Die Kunst des Stop-Loss: Es ist nicht das Scheitern, sondern der Sieg der Disziplin
In den Augen der meisten Trader bedeutet Stop-Loss "falsch liegen", "scheitern", "vom Markt ins Gesicht geschlagen werden".
Aber in den Augen reifer Trader hat Stop-Loss nur eine Bedeutung: die Ausführung von Risikokontrolle.

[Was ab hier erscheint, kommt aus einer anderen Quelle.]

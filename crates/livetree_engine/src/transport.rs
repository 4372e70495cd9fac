//! Transport layer abstraction.

use crate::error::{SyncError, SyncResult};
use livetree_protocol::Request;
use parking_lot::Mutex;
use std::sync::atomic::{AtomicBool, Ordering};

/// A transport carries requests to the authority.
///
/// Sending only hands the request over; acknowledgements, data updates and
/// connectivity changes come back through the engine's
/// [`SessionSink`](livetree_protocol::SessionSink) handle. This trait
/// abstracts the network layer, allowing for different implementations
/// (WebSocket, long polling, in-memory for testing, etc.).
///
/// `send` is called from the engine task and must not block.
pub trait Transport: Send + Sync {
    /// Hands a request to the transport.
    fn send(&self, request: Request) -> SyncResult<()>;
}

/// A transport that records requests for inspection.
#[derive(Debug, Default)]
pub struct MockTransport {
    failing: AtomicBool,
    sent: Mutex<Vec<Request>>,
}

impl MockTransport {
    /// Creates a new mock transport.
    pub fn new() -> Self {
        Self::default()
    }

    /// Makes every following `send` fail.
    pub fn set_failing(&self, failing: bool) {
        self.failing.store(failing, Ordering::SeqCst);
    }

    /// Returns every request sent so far.
    pub fn sent(&self) -> Vec<Request> {
        self.sent.lock().clone()
    }

    /// Returns and forgets the requests sent so far.
    pub fn take_sent(&self) -> Vec<Request> {
        std::mem::take(&mut *self.sent.lock())
    }

    /// Returns the most recent request.
    pub fn last(&self) -> Option<Request> {
        self.sent.lock().last().cloned()
    }
}

impl Transport for MockTransport {
    fn send(&self, request: Request) -> SyncResult<()> {
        if self.failing.load(Ordering::SeqCst) {
            return Err(SyncError::transport_retryable("mock transport failing"));
        }
        self.sent.lock().push(request);
        Ok(())
    }
}
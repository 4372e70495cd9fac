//! Read-modify-write transactions.
//!
//! A transaction runs its transform against the merged value, then asks
//! the authority to store the result only if the location still holds the
//! value the client last heard from the server. The guard is the content
//! hash of that value. When the authority reports a conflict it first
//! pushes its current value, so the retry reads fresh data.
//!
//! Status moves `Running -> AwaitingAck`, then either back to `Running`
//! on a conflict or out of the coordinator once committed or aborted.

use crate::completion::Completer;
use crate::error::{SyncError, SyncResult};
use crate::snapshot::{MutableData, TransactionOutcome, TransactionResult};
use crate::tree::WriteId;
use livetree_data::{node_hash, Node, Path};
use livetree_protocol::Action;
use std::collections::BTreeMap;
use std::fmt;

/// A transaction transform. May run several times.
pub type Transform = Box<dyn FnMut(MutableData) -> TransactionResult + Send>;

/// Where a transaction stands.
#[derive(Debug, Clone, Copy, PartialEq, Eq)]
pub(crate) enum TxStatus {
    Running,
    AwaitingAck,
}

/// What one run of the transform produced.
#[derive(Debug, Clone, PartialEq)]
pub(crate) enum Attempt {
    /// The transform declined to write.
    Abort,
    /// Write `node` with the guarded request `action`.
    Write { node: Node, action: Action },
}

pub(crate) struct Transaction {
    pub(crate) path: Path,
    transform: Transform,
    pub(crate) apply_locally: bool,
    pub(crate) retries: u32,
    pub(crate) status: TxStatus,
    /// The guarded request of the current attempt.
    pub(crate) action: Option<Action>,
    completion: Option<Completer<TransactionOutcome>>,
}

impl fmt::Debug for Transaction {
    fn fmt(&self, f: &mut fmt::Formatter<'_>) -> fmt::Result {
        f.debug_struct("Transaction")
            .field("path", &self.path)
            .field("apply_locally", &self.apply_locally)
            .field("retries", &self.retries)
            .field("status", &self.status)
            .finish_non_exhaustive()
    }
}

impl Transaction {
    pub(crate) fn new(
        path: Path,
        transform: Transform,
        apply_locally: bool,
        completion: Completer<TransactionOutcome>,
    ) -> Self {
        Self {
            path,
            transform,
            apply_locally,
            retries: 0,
            status: TxStatus::Running,
            action: None,
            completion: Some(completion),
        }
    }

    /// Runs the transform on `current`, guarding the write with the hash
    /// of `server`, the last value heard from the authority.
    pub(crate) fn run(&mut self, current: &Node, server: &Node) -> Attempt {
        let data = MutableData::new(self.path.clone(), current.clone());
        match (self.transform)(data) {
            TransactionResult::Abort => Attempt::Abort,
            TransactionResult::Success(data) => {
                let node = data.into_node();
                let action = Action::CompareAndPut {
                    path: self.path.clone(),
                    data: node.clone(),
                    expected_hash: node_hash(server),
                };
                self.action = Some(action.clone());
                self.status = TxStatus::AwaitingAck;
                Attempt::Write { node, action }
            }
        }
    }

    /// Counts a conflict. Returns true if another attempt is allowed.
    pub(crate) fn record_conflict(&mut self, max_retries: u32) -> bool {
        self.retries += 1;
        self.status = TxStatus::Running;
        self.action = None;
        self.retries <= max_retries
    }

    /// Reports the terminal outcome.
    pub(crate) fn finish(mut self, result: SyncResult<TransactionOutcome>) {
        if let Some(completion) = self.completion.take() {
            completion.complete(result);
        }
    }

    pub(crate) fn abort_error(&self) -> SyncError {
        SyncError::TransactionAborted {
            reason: format!("gave up after {} conflicting attempts", self.retries),
        }
    }
}

/// Transactions waiting for the authority, by the id of their overlay.
#[derive(Debug, Default)]
pub(crate) struct TransactionCoordinator {
    active: BTreeMap<WriteId, Transaction>,
}

impl TransactionCoordinator {
    pub(crate) fn new() -> Self {
        Self::default()
    }

    pub(crate) fn await_ack(&mut self, id: WriteId, transaction: Transaction) {
        self.active.insert(id, transaction);
    }

    pub(crate) fn take(&mut self, id: WriteId) -> Option<Transaction> {
        self.active.remove(&id)
    }

    /// Guarded requests still to be confirmed, oldest first.
    pub(crate) fn unresolved(&self) -> impl Iterator<Item = (WriteId, Action)> + '_ {
        self.active
            .iter()
            .filter_map(|(id, tx)| tx.action.clone().map(|action| (*id, action)))
    }

    pub(crate) fn len(&self) -> usize {
        self.active.len()
    }
}

#[cfg(test)]
mod tests {
    use super::*;
    use crate::completion::channel;
    use serde_json::json;

    fn increment() -> Transform {
        Box::new(|mut data: MutableData| {
            let current = data.value().as_i64().unwrap_or(0);
            data.set_value(&json!(current + 1)).unwrap();
            TransactionResult::Success(data)
        })
    }

    fn transaction(transform: Transform) -> Transaction {
        let (completer, _completion) = channel();
        Transaction::new(Path::parse("counter").unwrap(), transform, true, completer)
    }

    #[test]
    fn run_guards_with_server_hash() {
        let mut tx = transaction(increment());
        let server = Node::from(4);
        let Attempt::Write { node, action } = tx.run(&Node::from(5), &server) else {
            panic!("expected a write");
        };
        assert_eq!(node, Node::from(6));
        assert_eq!(tx.status, TxStatus::AwaitingAck);
        match action {
            Action::CompareAndPut { expected_hash, .. } => {
                assert_eq!(expected_hash, node_hash(&server));
            }
            other => panic!("unexpected action {other:?}"),
        }
    }

    #[test]
    fn abort_produces_no_write() {
        let mut tx = transaction(Box::new(|_: MutableData| TransactionResult::Abort));
        assert_eq!(tx.run(&Node::Empty, &Node::Empty), Attempt::Abort);
        assert!(tx.action.is_none());
    }

    #[test]
    fn retries_are_bounded() {
        let mut tx = transaction(increment());
        assert!(tx.record_conflict(2));
        assert!(tx.record_conflict(2));
        assert!(!tx.record_conflict(2));
        assert!(matches!(tx.abort_error(), SyncError::TransactionAborted { .. }));

        let mut strict = transaction(increment());
        assert!(!strict.record_conflict(0));
    }

    #[tokio::test]
    async fn finish_resolves_completion() {
        let (completer, completion) = channel();
        let tx = Transaction::new(Path::root(), increment(), false, completer);
        tx.finish(Err(SyncError::ActionCanceled));
        assert_eq!(completion.await, Err(SyncError::ActionCanceled));
    }

    #[test]
    fn coordinator_lists_awaiting_transactions() {
        let mut coordinator = TransactionCoordinator::new();
        let mut waiting = transaction(increment());
        waiting.run(&Node::Empty, &Node::Empty);
        coordinator.await_ack(WriteId(3), waiting);
        coordinator.await_ack(WriteId(1), transaction(increment()));

        let ids: Vec<_> = coordinator.unresolved().map(|(id, _)| id).collect();
        assert_eq!(ids, vec![WriteId(3)]);
        assert!(coordinator.take(WriteId(1)).is_some());
        assert_eq!(coordinator.len(), 1);
    }
}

Erstens, warum möchten Menschen kein Stop-Loss setzen?
Weil Stop-Loss drei Arten von Schmerzen mit sich bringt:
Geldverlust;
Selbstablehnung;
psychologische Kosten der Fehleranerkennung.
Deshalb wählen die Menschen lieber das "Ziehen", in der Hoffnung, dass der Markt ihnen einen Ausweg bietet. Leider zahlt der Markt nie für Emotionen.
Zweitens, Stop-Loss muss vor dem Einstieg festgelegt werden
Jeder Handel, der erst nach dem Einstieg einen Stop-Loss in Betracht zieht, ist im Grunde Glücksspiel.
Praktische Prinzipien:
Vor dem Einstieg klar definieren, "wo dieser Handel falsch ist";
Sobald der Preis "die Position, an der die Logik gebrochen wurde", erreicht, sofort Stop-Loss setzen.
Stop-Loss ist kein technisches Problem, sondern ein Ausführungsproblem.
Drittens, fester Stop-Loss vs. logischer Stop-Loss
Fester Stop-Loss: geeignet für Anfänger, einfach und direkt;
Logischer Stop-Loss: basiert auf Struktur, Trend, Schlüsselpositionen.
Egal welche Form, der Kern bleibt derselbe: Stop-Loss muss objektiv sein und nicht auf Emotionen basieren.
Viertens, Stop-Loss als "Kosten" betrachten
Hervorragende Trader betrachten Stop-Loss schon längst als Betriebskosten. So wie man für ein Geschäft Miete zahlen und Löhne aufbringen muss, ist Stop-Loss eine notwendige Ausgabe im Handel. Wenn du Stop-Loss nicht mehr mit Scheitern gleichsetzt, beginnt dein Konto wirklich stabil zu werden.
Stop-Loss ist nicht die Kapitulation vor dem Markt, sondern die Festhaltung an der Disziplin. Nur diejenigen, die Stop-Loss setzen können, haben das Recht, über langfristige Gewinne zu sprechen.
Möge jeder Stop-Loss, den du setzt, die Zukunft deines Ichs schützen.